Saturday, August 05, 2006

Is This Legible?

You are reading this on a screen, most likely on the CRT or LCD display of your primary computer, possibly on the small screen of your PDA, or even, at a stretch, on your smart phone.* Do you ever think about the layers of technology involved in getting this post from its origins on my PDA screen onto your screen? The last step in that sequence – the visual expression and rendering of letters and words onto your screen – is the interesting specialism of my friend Hilary Kenna. Hilary is now blogging as part of her PhD research programme. You can read her musings, cogitations and insights about on-screen (and sometimes even off-screen) typography at Type4Screen.

In a world where the amount of on-screen content is multiplying exponentially this has got to be a fruitful area of research. Admittedly, this sort of topic is appealing for design-nerds like me, but I think it can be of interest to a broader audience as well.

Having not given this topic too much thought before, I am personally most interested in the area of text on mobile screens. Most of Thoughtport is written on my Palm PDA screen in twenty minute bursts and that device’s on-screen text representation is adequate for that task. But, after reading a few novels on my PDA, I have abandoned it as a tool for long-form commuter reading. (Whether that decision was a function of the quality of the on-screen glyphs and any attendant eye-strain. Or whether my decision was driven by the allure of the insistent podcasts one wheel-click away on my iPod menu. I have not decided yet.) In my experience the PDA is far more useful as a writing tool than as a reading tool.

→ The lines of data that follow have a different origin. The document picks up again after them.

use axum::Json;
use axum::http::StatusCode;
use axum::response::{IntoResponse, Response};
use sdgscan_core::ProcessOutcome;

pub const NO_FILE: &str = "No file uploaded.";
pub const EMPTY_FILENAME: &str = "Filename is empty.";
pub const NO_FILE_URL: &str = "No valid file URL provided.";
pub const DOWNLOAD_FAILED: &str = "Failed to download file.";
pub const FILE_TOO_LARGE: &str = "File exceeds the upload size limit.";
pub const NO_ABSTRACT: &str = "No abstract provided.";

/// Request failure rendered as `{"status":"error","message":...}`.
#[derive(Debug)]
pub struct AppError(pub StatusCode, pub String);

impl AppError {
    pub fn bad_request(message: impl Into<String>) -> Self {
        Self(StatusCode::BAD_REQUEST, message.into())
    }

    pub fn internal(message: impl Into<String>) -> Self {
        Self(StatusCode::INTERNAL_SERVER_ERROR, message.into())
    }
}

impl IntoResponse for AppError {
    fn into_response(self) -> Response {
        (self.0, Json(ProcessOutcome::error(self.1))).into_response()
    }
}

I am taking it that it can surely only be a matter of time until somebody solves the challenges restraining the arrival of the ‘iPod Of Reading’. Delivering on the promise of that is really going to require a serious quality bump in the legibility of handheld screen text. Even today, reading The Economist’s editorial about the twenty-fifth anniversary of the PC reminded me that the modern mobile phone is a computer in all but name, and that is how the majority of the world’s population are receiving, transmitting and managing their data. That is the current situation, not in some notional future. Where PCs are not available, mobile tech is propagating wildly. Great swathes of the world’s people are just never going to be interested in sitting in front of a PC screen. Here in Ireland I think we are still more fond of our large screens. Yes I can read my Gmail on my Nokia mobile phone, and I have tried it once just to see how it works. But I am not going to do so regularly at this stage, because the on-screen experience simply is not adequate yet.

If I was researching and thinking about text on-screen in 2006 and after, I would be looking beyond the traditional canvas of the PC screen, I would be interested in how we are going to best read, say, locations on our in-car GPRS screens, or geo-tags on my mobile, or always-on realtime Bloglines feeds on my iRead and so forth. More seriously, beyond tech-nerd frivolity, mission-critical applications like air-traffic control screens, or bedside patient monitoring screens in hospitals do come to mind...

Whatever the technological platform, we are all soon going to be reading far more text on small screens, in daylight and in poor light and on the move. Of course type design will have to play a pivotal role in adding value to that experience. Exciting times lie ahead.

* I am excluding the myriad possible non-screen eventualities such as that you are either reading this on paper in the handsome leather-bound edition of ‘
The Complete Thoughtport: Volume One 2004–2021’ (as published in 2058) or that you are having it wired directly from ‘The Twenty-First Century Internet Archives’ into your brain via wetware implant in some far-flung future.